这日,她回去的很早,在巷子口远远的便看到了一辆马车。
许寓一身白衣站在那处,同许先生俯身拜别,
许寓:“伯父,还是不愿回金陵吗?”
老许叹了一口气,眼中有些悲哀,
许泊常:“有罪之人,何处为家?我身为臣子,却无法替君王分忧,身为父母官,无法给百姓安稳,哪里有脸回去?”
许寓看着他,又俯身一拜,
许寓:“侄儿此去,还望伯父安好。”
老许点了点头,
许泊常:“我知道的。”
这般说着,他转身欲走,一抬眼便看到了那着一袭青衣站在巷口的姑娘,正如萧闲所说,她清冷孤傲,如同雪岭幽兰,纯洁又坚韧,一双眸子清澈透明,却又饱含情愫,似有许许多多的话放在心里。

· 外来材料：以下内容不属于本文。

//! Rolling file logs for the portal core.
//!
//! # Responsibility
//! - Start the `flexi_logger` backend once per process.
//! - Keep log lines metadata-only: ids, tables, counts. Never names,
//!   passwords or hashes.
//!
//! # Invariants
//! - Repeating the same `(level, dir)` is a no-op.
//! - Any different `(level, dir)` after the first init is rejected.
//! - Initialization never panics.

use crate::config::PortalConfig;
use flexi_logger::{Cleanup, Criterion, FileSpec, Logger, LoggerHandle, Naming, WriteMode};
use log::{error, info};
use once_cell::sync::OnceCell;
use std::path::{Path, PathBuf};

const LOG_FILE_BASENAME: &str = "madrasati";
const MAX_LOG_FILE_SIZE_BYTES: u64 = 10 * 1024 * 1024;
const MAX_LOG_FILES: usize = 5;
const MAX_PANIC_PAYLOAD_CHARS: usize = 160;

static LOGGING_STATE: OnceCell<LoggingState> = OnceCell::new();
static PANIC_HOOK_INSTALLED: OnceCell<()> = OnceCell::new();

struct LoggingState {
    level: &'static str,
    log_dir: PathBuf,
    _logger: LoggerHandle,
}

impl LoggingState {
    fn ensure_same(&self, level: &str, log_dir: &Path) -> Result<(), String> {
        if self.log_dir != log_dir {
            return Err(format!(
                "logging already initialized at `{}`; refusing to switch to `{}`",
                self.log_dir.display(),
                log_dir.display()
            ));
        }
        if self.level != level {
            return Err(format!(
                "logging already initialized with level `{}`; refusing to switch to `{}`",
                self.level, level
            ));
        }
        Ok(())
    }
}

/// Starts file logging at `level` under the absolute directory `log_dir`.
///
/// # Errors
/// - Unsupported level, or a blank or relative directory.
/// - The directory cannot be created or the backend fails to start.
/// - A previous call used a different level or directory.
pub fn init_logging(level: &str, log_dir: impl AsRef<Path>) -> Result<(), String> {
    let level = normalize_level(level)?;
    let log_dir = normalize_log_dir(log_dir.as_ref())?;

    if let Some(state) = LOGGING_STATE.get() {
        return state.ensure_same(level, &log_dir);
    }

    let state = LOGGING_STATE.get_or_try_init(|| start_logger(level, &log_dir))?;
    state.ensure_same(level, &log_dir)
}

/// Starts logging when `config.log_dir` is set.
///
/// Returns `Ok(false)` when the config leaves logging off.
pub fn init_logging_from_config(config: &PortalConfig) -> Result<bool, String> {
    let Some(log_dir) = &config.log_dir else {
        return Ok(false);
    };
    let level = config
        .log_level
        .as_deref()
        .unwrap_or(default_log_level());
    init_logging(level, log_dir)?;
    Ok(true)
}

/// Active `(level, log_dir)`, or `None` before initialization.
pub fn logging_status() -> Option<(&'static str, PathBuf)> {
    LOGGING_STATE
        .get()
        .map(|state| (state.level, state.log_dir.clone()))
}

/// `debug` for debug builds, `info` for release builds.
pub fn default_log_level() -> &'static str {
    if cfg!(debug_assertions) {
        "debug"
    } else {
        "info"
    }
}

fn start_logger(level: &'static str, log_dir: &Path) -> Result<LoggingState, String> {
    std::fs::create_dir_all(log_dir).map_err(|err| {
        format!(
            "failed to create log directory `{}`: {err}",
            log_dir.display()
        )
    })?;

    let logger = Logger::try_with_str(level)
        .map_err(|err| format!("invalid log level `{level}`: {err}"))?
        .log_to_file(
            FileSpec::default()
                .directory(log_dir)
                .basename(LOG_FILE_BASENAME),
        )
        .rotate(
            Criterion::Size(MAX_LOG_FILE_SIZE_BYTES),
            Naming::Numbers,
            Cleanup::KeepLogFiles(MAX_LOG_FILES),
        )
        .write_mode(WriteMode::BufferAndFlush)
        .append()
        .format_for_files(flexi_logger::detailed_format)
        .start()
        .map_err(|err| format!("failed to start logger: {err}"))?;

    install_panic_hook_once();

    info!(
        "event=portal_start module=core status=ok platform={} build_mode={} version={}",
        std::env::consts::OS,
        if cfg!(debug_assertions) { "debug" } else { "release" },
        env!("CARGO_PKG_VERSION")
    );
    info!(
        "event=logging_init module=core status=ok level={} log_dir={}",
        level,
        log_dir.display()
    );

    Ok(LoggingState {
        level,
        log_dir: log_dir.to_path_buf(),
        _logger: logger,
    })
}

fn normalize_level(level: &str) -> Result<&'static str, String> {
    match level.trim().to_ascii_lowercase().as_str() {
        "trace" => Ok("trace"),
        "debug" => Ok("debug"),
        "info" => Ok("info"),
        "warn" | "warning" => Ok("warn"),
        "error" => Ok("error"),
        other => Err(format!(
            "unsupported log level `{other}`; expected trace|debug|info|warn|error"
        )),
    }
}

fn normalize_log_dir(log_dir: &Path) -> Result<PathBuf, String> {
    if log_dir.as_os_str().is_empty() || log_dir.to_string_lossy().trim().is_empty() {
        return Err("log_dir cannot be empty".to_string());
    }
    if !log_dir.is_absolute() {
        return Err(format!(
            "log_dir must be an absolute path, got `{}`",
            log_dir.display()
        ));
    }
    Ok(log_dir.to_path_buf())
}

fn install_panic_hook_once() {
    if PANIC_HOOK_INSTALLED.set(()).is_err() {
        return;
    }

    let previous_hook = std::panic::take_hook();
    std::panic::set_hook(Box::new(move |panic_info| {
        // Payloads may carry user input; flatten and cap before logging.
        let location = panic_info
            .location()
            .map(|loc| format!("{}:{}", loc.file(), loc.line()))
            .unwrap_or_else(|| "unknown".to_string());
        let payload = if let Some(message) = panic_info.payload().downcast_ref::<&str>() {
            (*message).to_string()
        } else if let Some(message) = panic_info.payload().downcast_ref::<String>() {
            message.clone()
        } else {
            "non-string panic payload".to_string()
        };
        error!(
            "event=panic_captured module=core status=error location={} payload={}",
            location,
            sanitize_message(&payload, MAX_PANIC_PAYLOAD_CHARS)
        );
        previous_hook(panic_info);
    }));
}

fn sanitize_message(value: &str, max_chars: usize) -> String {
    let flattened = value.replace(['\n', '\r'], " ");
    let mut truncated: String = flattened.chars().take(max_chars).collect();
    if flattened.chars().count() > max_chars {
        truncated.push_str("...");
    }
    truncated
}

#[cfg(test)]
mod tests {
    use super::{
        init_logging, init_logging_from_config, logging_status, normalize_level,
        normalize_log_dir, sanitize_message,
    };
    use crate::config::PortalConfig;
    use std::path::Path;

    #[test]
    fn levels_normalize_case_and_aliases() {
        assert_eq!(normalize_level("INFO").unwrap(), "info");
        assert_eq!(normalize_level(" warning ").unwrap(), "warn");
        assert!(normalize_level("verbose").is_err());
    }

    #[test]
    fn relative_log_dir_is_rejected() {
        let err = normalize_log_dir(Path::new("logs/dev")).unwrap_err();
        assert!(err.contains("absolute"));
    }

    #[test]
    fn panic_payload_is_flattened_and_capped() {
        let sanitized = sanitize_message("line1\nline2\rline3", 8);
        assert!(!sanitized.contains('\n'));
        assert!(!sanitized.contains('\r'));
        assert!(sanitized.ends_with("..."));
    }

    #[test]
    fn config_without_log_dir_leaves_logging_off() {
        assert!(!init_logging_from_config(&PortalConfig::default()).unwrap());
    }

    #[test]
    fn repeated_init_is_idempotent_and_conflicts_are_rejected() {
        let first = tempfile::tempdir().unwrap();
        let second = tempfile::tempdir().unwrap();

        init_logging("info", first.path()).unwrap();
        init_logging("info", first.path()).unwrap();

        let level_error = init_logging("debug", first.path()).unwrap_err();
        assert!(level_error.contains("refusing to switch"));
        let dir_error = init_logging("info", second.path()).unwrap_err();
        assert!(dir_error.contains("refusing to switch"));

        let (level, dir) = logging_status().unwrap();
        assert_eq!(level, "info");
        assert_eq!(dir, first.path());
    }
}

他站在马车前静静的看了她许久,见她再无动作,便走上了马车。
车夫一挥鞭子,马儿便跑了出去,很快消失在了巷子里。
枝枝的目光跟随马车渐渐消失,心里如同一下子空了一般,他,走了吗?
许泊常:“枝枝,”
老许远远的唤了一声。
她点了点头,快速走了过去。
许泊常:“你的手怎么了?”
他眉头微微皱起,急忙问了一句。
枝枝抬手笑了一下,
薛枝枝:“不小心打翻了炉子,皮外伤,已经擦过药了。”
许泊常:“你怎的如此不小心?快跟我进来。”
小院子里,老许给她拆开了布慢慢看着,而她却后知后觉,脑子里一直在想着其它的事儿。
薛枝枝:“嘶,”
她突然感受到了疼,轻轻唤了一句。
许泊常:“你还知道疼?”
老许摇了摇头,随后自言自语道,
许泊常:“皇帝急招,小寓进京去了,过段日子就回来。”
她愣了一下,急忙回神,却也不说话。
老许接着低声说道,
许泊常:“他还会回来的,你还能见得到。”
薛枝枝:“我……”
枝枝只觉有些尴尬,便不再说话。
许泊常:“他让我跟你说,他那日晕了头,说话说得重了些,让你别往心里去,你屋里的荟荟草就当作他的歉礼啦,可得务必收下。”
她有些惊讶,随后皱了眉,
薛枝枝:“荟荟草?”
许泊常:“嗯,你可得收好了,那可是好东西,天下间唯有三棵,对去除伤疤有奇效,”
老许一边说着一边笑了起来,喃喃道,
许泊常:“想不到这小子对你还挺大方的。”
待她走进屋里,那桌上果然放着一个盒子。
她沉默了片刻,抬手在那盒子的花纹上摸了许久,似是下定了决心一般,快速走了出去。
薛枝枝:“师父,”
她唤了一句,院子里的许先生慢慢回头,
薛枝枝:“腊月初三,我随您上山断骨接筋。”
藏书楼。
她在楼中有了一圈,同老先生借了几本喜欢的书籍,约定好年后便还回来。
卢林先生:“你借这么多书什么时候才能看完?”
卢林先生有些疑惑的问道。
枝枝拱手一拜,
薛枝枝:“马上就要至年关了,弟子想要同先生告假三月,三月后弟子一定按时回来上学。”
卢林先生:“三月?”
老先生一脸茫然,
卢林先生:“不过是回家过年为何要告假三月?”
薛枝枝:“弟子实在有难言之隐,不过弟子保证,在这三月内一定上进读书,待回来后先生只管考学生便好。”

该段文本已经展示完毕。